-- Opening Marker --

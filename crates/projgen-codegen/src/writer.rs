//! Write a [`DocumentSet`] to disk.

use std::fs;
use std::path::{Path, PathBuf};
use tracing::{debug, info};

use crate::document::DocumentSet;
use crate::error::{CodegenError, CodegenResult};
use crate::structure::EMPTY_DIRS;

fn create_dir(path: &Path) -> CodegenResult<()> {
    fs::create_dir_all(path).map_err(|e| CodegenError::io(path, e))
}

/// Resolve a `/`-separated document path under `root`.
pub fn document_path(root: &Path, relative: &str) -> PathBuf {
    relative
        .split('/')
        .filter(|segment| !segment.is_empty())
        .fold(root.to_path_buf(), |path, segment| path.join(segment))
}

/// Create `root`, the fixed empty directories and every document's parent,
/// then write each document. Existing files are overwritten.
///
/// Returns the written file paths in document order. Stops at the first
/// failure.
pub fn write_documents(documents: &DocumentSet, root: &Path) -> CodegenResult<Vec<PathBuf>> {
    create_dir(root)?;
    for dir in EMPTY_DIRS {
        create_dir(&root.join(dir))?;
    }

    let mut written = Vec::with_capacity(documents.len());
    for (relative, text) in documents.iter() {
        let path = document_path(root, relative);
        if let Some(parent) = path.parent() {
            create_dir(parent)?;
        }
        fs::write(&path, text).map_err(|e| CodegenError::io(&path, e))?;
        debug!(path = %path.display(), bytes = text.len(), "Wrote document");
        written.push(path);
    }

    info!(root = %root.display(), files = written.len(), "Wrote project documents");
    Ok(written)
}

#[cfg(test)]
mod tests {
    use super::*;

    #[test]
    fn test_document_path() {
        let root = Path::new("/tmp/project");
        assert_eq!(
            document_path(root, "milestone/Milestone1/m1.md"),
            root.join("milestone").join("Milestone1").join("m1.md")
        );
        assert_eq!(document_path(root, ".gitignore"), root.join(".gitignore"));
    }

    #[test]
    fn test_write_creates_tree() {
        let dir = tempfile::tempdir().unwrap();
        let root = dir.path().join("out");

        let mut docs = DocumentSet::new();
        docs.insert("README.md", "# Hi\n");
        docs.insert("business-case/oral-defense-rubric.md", "rubric");

        let written = write_documents(&docs, &root).unwrap();
        assert_eq!(written.len(), 2);
        assert_eq!(fs::read_to_string(root.join("README.md")).unwrap(), "# Hi\n");
        assert!(root.join("business-case/oral-defense-rubric.md").is_file());
        assert!(root.join("img").is_dir());
        assert!(root.join("tech-skills").is_dir());
    }

    #[test]
    fn test_write_reports_failing_path() {
        let dir = tempfile::tempdir().unwrap();
        let blocker = dir.path().join("blocker");
        fs::write(&blocker, "not a directory").unwrap();

        let mut docs = DocumentSet::new();
        docs.insert("README.md", "x");

        let err = write_documents(&docs, &blocker).unwrap_err();
        match err {
            CodegenError::Io { path, .. } => assert_eq!(path, blocker),
            other => panic!("unexpected error: {other}"),
        }
    }
}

-- Closing Marker --

All of the material must appear again, exactly as given.

filename crates/projgen-codegen/src/writer.rs
//! Write a [`DocumentSet`] to disk.

use std::fs;
use std::path::{Path, PathBuf};
use tracing::{debug, info};

use crate::document::DocumentSet;
use crate::error::{CodegenError, CodegenResult};
use crate::structure::EMPTY_DIRS;

fn create_dir(path: &Path) -> CodegenResult<()> {
    fs::create_dir_all(path).map_err(|e| CodegenError::io(path, e))
}

/// Resolve a `/`-separated document path under `root`.
pub fn document_path(root: &Path, relative: &str) -> PathBuf {
    relative
        .split('/')
        .filter(|segment| !segment.is_empty())
        .fold(root.to_path_buf(), |path, segment| path.join(segment))
}

/// Create `root`, the fixed empty directories and every document's parent,
/// then write each document. Existing files are overwritten.
///
/// Returns the written file paths in document order. Stops at the first
/// failure.
pub fn write_documents(documents: &DocumentSet, root: &Path) -> CodegenResult<Vec<PathBuf>> {
    create_dir(root)?;
    for dir in EMPTY_DIRS {
        create_dir(&root.join(dir))?;
    }

    let mut written = Vec::with_capacity(documents.len());
    for (relative, text) in documents.iter() {
        let path = document_path(root, relative);
        if let Some(parent) = path.parent() {
            create_dir(parent)?;
        }
        fs::write(&path, text).map_err(|e| CodegenError::io(&path, e))?;
        debug!(path = %path.display(), bytes = text.len(), "Wrote document");
        written.push(path);
    }

    info!(root = %root.display(), files = written.len(), "Wrote project documents");
    Ok(written)
}

#[cfg(test)]
mod tests {
    use super::*;

    #[test]
    fn test_document_path() {
        let root = Path::new("/tmp/project");
        assert_eq!(
            document_path(root, "milestone/Milestone1/m1.md"),
            root.join("milestone").join("Milestone1").join("m1.md")
        );
        assert_eq!(document_path(root, ".gitignore"), root.join(".gitignore"));
    }

    #[test]
    fn test_write_creates_tree() {
        let dir = tempfile::tempdir().unwrap();
        let root = dir.path().join("out");

        let mut docs = DocumentSet::new();
        docs.insert("README.md", "# Hi\n");
        docs.insert("business-case/oral-defense-rubric.md", "rubric");

        let written = write_documents(&docs, &root).unwrap();
        assert_eq!(written.len(), 2);
        assert_eq!(fs::read_to_string(root.join("README.md")).unwrap(), "# Hi\n");
        assert!(root.join("business-case/oral-defense-rubric.md").is_file());
        assert!(root.join("img").is_dir());
        assert!(root.join("tech-skills").is_dir());
    }

    #[test]
    fn test_write_reports_failing_path() {
        let dir = tempfile::tempdir().unwrap();
        let blocker = dir.path().join("blocker");
        fs::write(&blocker, "not a directory").unwrap();

        let mut docs = DocumentSet::new();
        docs.insert("README.md", "x");

        let err = write_documents(&docs, &blocker).unwrap_err();
        match err {
            CodegenError::Io { path, .. } => assert_eq!(path, blocker),
            other => panic!("unexpected error: {other}"),
        }
    }
}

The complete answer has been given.